Vincent Lindon è uno dei migliori attori europei e lo dimostra ancora una volta con questa intepretazione superlativa, che gli è valsa una strameritata Coppa Volpi come miglior attore protagonista.
Le sorelle bretoni Delphine e Muriel Coulin, al loro terzo lungometraggio di finzione (al loro attivo anche due cortometraggi e due documentari), scelgono l'attore come protagonista dell'adattamento di Quel che serve di notte, romanzo duro e struggente di Laurent Petitmangin (2020).Alla notte del libro, che può riferirsi nel particolare a un padre che non dorme per i pensieri che lo attanagliano e, più in generale, al tempo buio che tutti stiamo vivendo, il titolo originale del film preferisce un piuttosto anonimo Jouer avec le feu, che è, come in italiano, frase idiomatica che designa chi affronta un pericolo con troppa disinvoltura (trailer).
Per una volta, è il caso di dirlo, il titolo dell'edizione italiana coglie meglio l'essenza della pellicola, con un Noi e loro che si rifà al monologo più incisivo del film e che sintetizza una contrapposizione che è sempre volontà di scontro, laddove il nazionalismo sostituisce il vivere civile e annulla accoglienza e ospitalità, abbattute dalla paura dell'altro.
Con grande merito, e con una scelta pienamente condivisibile, il film a Venezia ha vinto anche il Leoncino d’oro, la rassegna che premia ogni anno l'opera con un maggior potenziale educativo. E di certo una pellicola come questa merita di essere vista nelle scuole e commentata insieme ai ragazzi.

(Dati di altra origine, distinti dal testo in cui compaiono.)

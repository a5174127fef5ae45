use std::sync::Arc;

use crate::domain::{PlayerState, Vec3, WorldStore, WorldView};

// World Store stand-in that always returns the same view.
pub(crate) struct StaticWorldStore {
    view: Arc<WorldView>,
}

impl StaticWorldStore {
    pub(crate) fn new(view: WorldView) -> Self {
        Self {
            view: Arc::new(view),
        }
    }
}

impl WorldStore for StaticWorldStore {
    fn current(&self) -> Arc<WorldView> {
        self.view.clone()
    }
}

pub(crate) fn in_game_view() -> WorldView {
    let mut view = WorldView::idle();
    view.phase.in_game = true;
    view.phase.map_name = "Customs".to_string();
    view
}

pub(crate) fn player_named(name: &str, position: Vec3) -> PlayerState {
    PlayerState {
        name: Some(name.to_string()),
        profile_id: Some(format!("profile-{name}")),
        account_id: Some(format!("account-{name}")),
        is_pmc: true,
        is_alive: true,
        is_active: true,
        level: 42,
        position,
        ..PlayerState::default()
    }
}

Pierre (Vincent Lindon) è un operaio delle ferrovie francesi, ex sindacalista e attivista politico, da sempre socialista, come lo era suo padre. Ha dovuto rinunciare a molto di tutto questo, poiché ha perso la moglie per un cancro ed è rimasto vedovo con due figli: Felix (Benjamin Voisin), per tutti Fus (da fussball per il suo amore per il calcio), che ha appena superato i vent'anni, e Louis (Stefan Crepon), per tutti Lulù, appena maggiorenne e che, a differenza del fratello con un diploma da metalmeccanico, punta agli studi universitari.
La già complessa quotidianità familiare viene ulteriormente compromessa dalle amicizie di Fus, che inizia a frequentare sempre più spesso gruppi di estrema destra, con cui condivide le serate dopo le proprie partite, il tifo allo stadio tra gli ultrà del Metz e dei punti di ritrovo discutibili, come una fabbrica abbandonata, dove si svolgono incontri clandestini di lotta a mani nude.

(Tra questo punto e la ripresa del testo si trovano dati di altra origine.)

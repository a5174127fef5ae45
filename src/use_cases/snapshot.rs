// Snapshot records and their assembly from a `WorldView`.
// The same record types back the HTTP query endpoints and both streaming
// variants, so an entity has one wire shape everywhere. Entity fields use
// PascalCase names; collection envelopes use lowercase keys.

use crate::domain::{
    ContainedItem, Exfil, ExfilStatus, GamePhase, LootSet, LootStash, LooseItem, PlayerState,
    PlayerType, QuestData, Rotation, Vec3, WorldView,
};
use crate::use_cases::cadence::CadencePolicy;
use serde::Serialize;

pub const DEFAULT_PLAYER_NAME: &str = "Unknown";
pub const DEFAULT_PROFILE_ID: &str = "DefaultProfileID";
pub const DEFAULT_ACCOUNT_ID: &str = "DefaultAccountID";
pub const DEFAULT_GEAR_LONG_NAME: &str = "DefaultLongName";
pub const DEFAULT_GEAR_SHORT_NAME: &str = "DefaultShortName";

#[derive(Debug, Clone, Copy, PartialEq, Serialize)]
#[serde(rename_all = "PascalCase")]
pub struct PositionSnapshot {
    pub x: f32,
    pub y: f32,
    pub z: f32,
}

impl From<Vec3> for PositionSnapshot {
    fn from(v: Vec3) -> Self {
        Self {
            x: v.x,
            y: v.y,
            z: v.z,
        }
    }
}

#[derive(Debug, Clone, Copy, PartialEq, Serialize)]
#[serde(rename_all = "PascalCase")]
pub struct RotationSnapshot {
    pub yaw: f32,
    pub pitch: f32,
}

impl From<Rotation> for RotationSnapshot {
    fn from(r: Rotation) -> Self {
        Self {
            yaw: r.yaw,
            pitch: r.pitch,
        }
    }
}

#[derive(Debug, Clone, PartialEq, Serialize)]
#[serde(rename_all = "PascalCase")]
pub struct GearSnapshot {
    pub slot: String,
    pub long_name: String,
    pub short_name: String,
    pub item_value: i64,
}

#[derive(Debug, Clone, PartialEq, Serialize)]
#[serde(rename_all = "PascalCase")]
pub struct PlayerSnapshot {
    pub name: String,
    #[serde(rename = "IsPMC")]
    pub is_pmc: bool,
    pub is_local_player: bool,
    pub is_alive: bool,
    pub is_active: bool,
    pub lvl: i32,
    #[serde(rename = "KDA")]
    pub kda: f32,
    #[serde(rename = "ProfileID")]
    pub profile_id: String,
    #[serde(rename = "AccountID")]
    pub account_id: String,
    pub has_exfild: bool,
    #[serde(rename = "Type")]
    pub player_type: PlayerType,
    pub gear: Vec<GearSnapshot>,
    pub position: PositionSnapshot,
    pub rotation: RotationSnapshot,
}

impl From<&PlayerState> for PlayerSnapshot {
    fn from(p: &PlayerState) -> Self {
        // Absent identity and gear fields get explicit defaults so the wire
        // shape never loses a key.
        let gear = p
            .gear
            .iter()
            .map(|(slot, item)| GearSnapshot {
                slot: slot.clone(),
                long_name: item
                    .as_ref()
                    .and_then(|i| i.long_name.clone())
                    .unwrap_or_else(|| DEFAULT_GEAR_LONG_NAME.to_string()),
                short_name: item
                    .as_ref()
                    .and_then(|i| i.short_name.clone())
                    .unwrap_or_else(|| DEFAULT_GEAR_SHORT_NAME.to_string()),
                item_value: item.as_ref().and_then(|i| i.value).unwrap_or(0),
            })
            .collect();

        Self {
            name: p
                .name
                .clone()
                .unwrap_or_else(|| DEFAULT_PLAYER_NAME.to_string()),
            is_pmc: p.is_pmc,
            is_local_player: p.is_local_player,
            is_alive: p.is_alive,
            is_active: p.is_active,
            lvl: p.level,
            kda: p.kda,
            profile_id: p
                .profile_id
                .clone()
                .unwrap_or_else(|| DEFAULT_PROFILE_ID.to_string()),
            account_id: p
                .account_id
                .clone()
                .unwrap_or_else(|| DEFAULT_ACCOUNT_ID.to_string()),
            has_exfild: p.has_exfiltrated,
            player_type: p.player_type,
            gear,
            position: p.position.into(),
            rotation: p.rotation.into(),
        }
    }
}

#[derive(Debug, Clone, PartialEq, Serialize)]
#[serde(rename_all = "PascalCase")]
pub struct LooseLootSnapshot {
    pub name: String,
    #[serde(rename = "ID")]
    pub id: String,
    pub value: i64,
    pub position: PositionSnapshot,
}

impl From<&LooseItem> for LooseLootSnapshot {
    fn from(item: &LooseItem) -> Self {
        Self {
            name: item.name.clone(),
            id: item.id.clone(),
            value: item.value,
            position: item.position.into(),
        }
    }
}

#[derive(Debug, Clone, PartialEq, Serialize)]
#[serde(rename_all = "PascalCase")]
pub struct ContainedItemSnapshot {
    pub name: String,
    #[serde(rename = "ID")]
    pub id: String,
    pub value: i64,
}

impl From<&ContainedItem> for ContainedItemSnapshot {
    fn from(item: &ContainedItem) -> Self {
        Self {
            name: item.name.clone(),
            id: item.id.clone(),
            value: item.value,
        }
    }
}

/// Container or corpse record.
#[derive(Debug, Clone, PartialEq, Serialize)]
#[serde(rename_all = "PascalCase")]
pub struct StashSnapshot {
    pub name: String,
    pub items: Vec<ContainedItemSnapshot>,
    pub value: i64,
    pub important: bool,
    pub position: PositionSnapshot,
}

I dubbi di Pierre sulla condotta del figlio si fanno più concreti quando un suo collega gli rivela di aver visto Fus strappare manifesti insieme a un gruppo di fascisti.
Da quel momento in poi Pierre si ritrova a camminare su un filo, tra l'istinto e le proprie convinzioni, tra la rabbia per quello che teme stia accadendo e la fiducia che vorrebbe comunque riservare al figlio. E sono i dubbi di un uomo che prova a essere coerente, quando la coerenza diventa una chimera, e che più avanti dirà "non voglio andare contro i miei principi". E così, si informa su internet, cerca video e foto degli ultrà del Metz, si scontra con Fus, ma allo stesso tempo lo abbraccia e con lui e Louis va allo stadio, in uno dei massimi momenti di condivisione dei tre.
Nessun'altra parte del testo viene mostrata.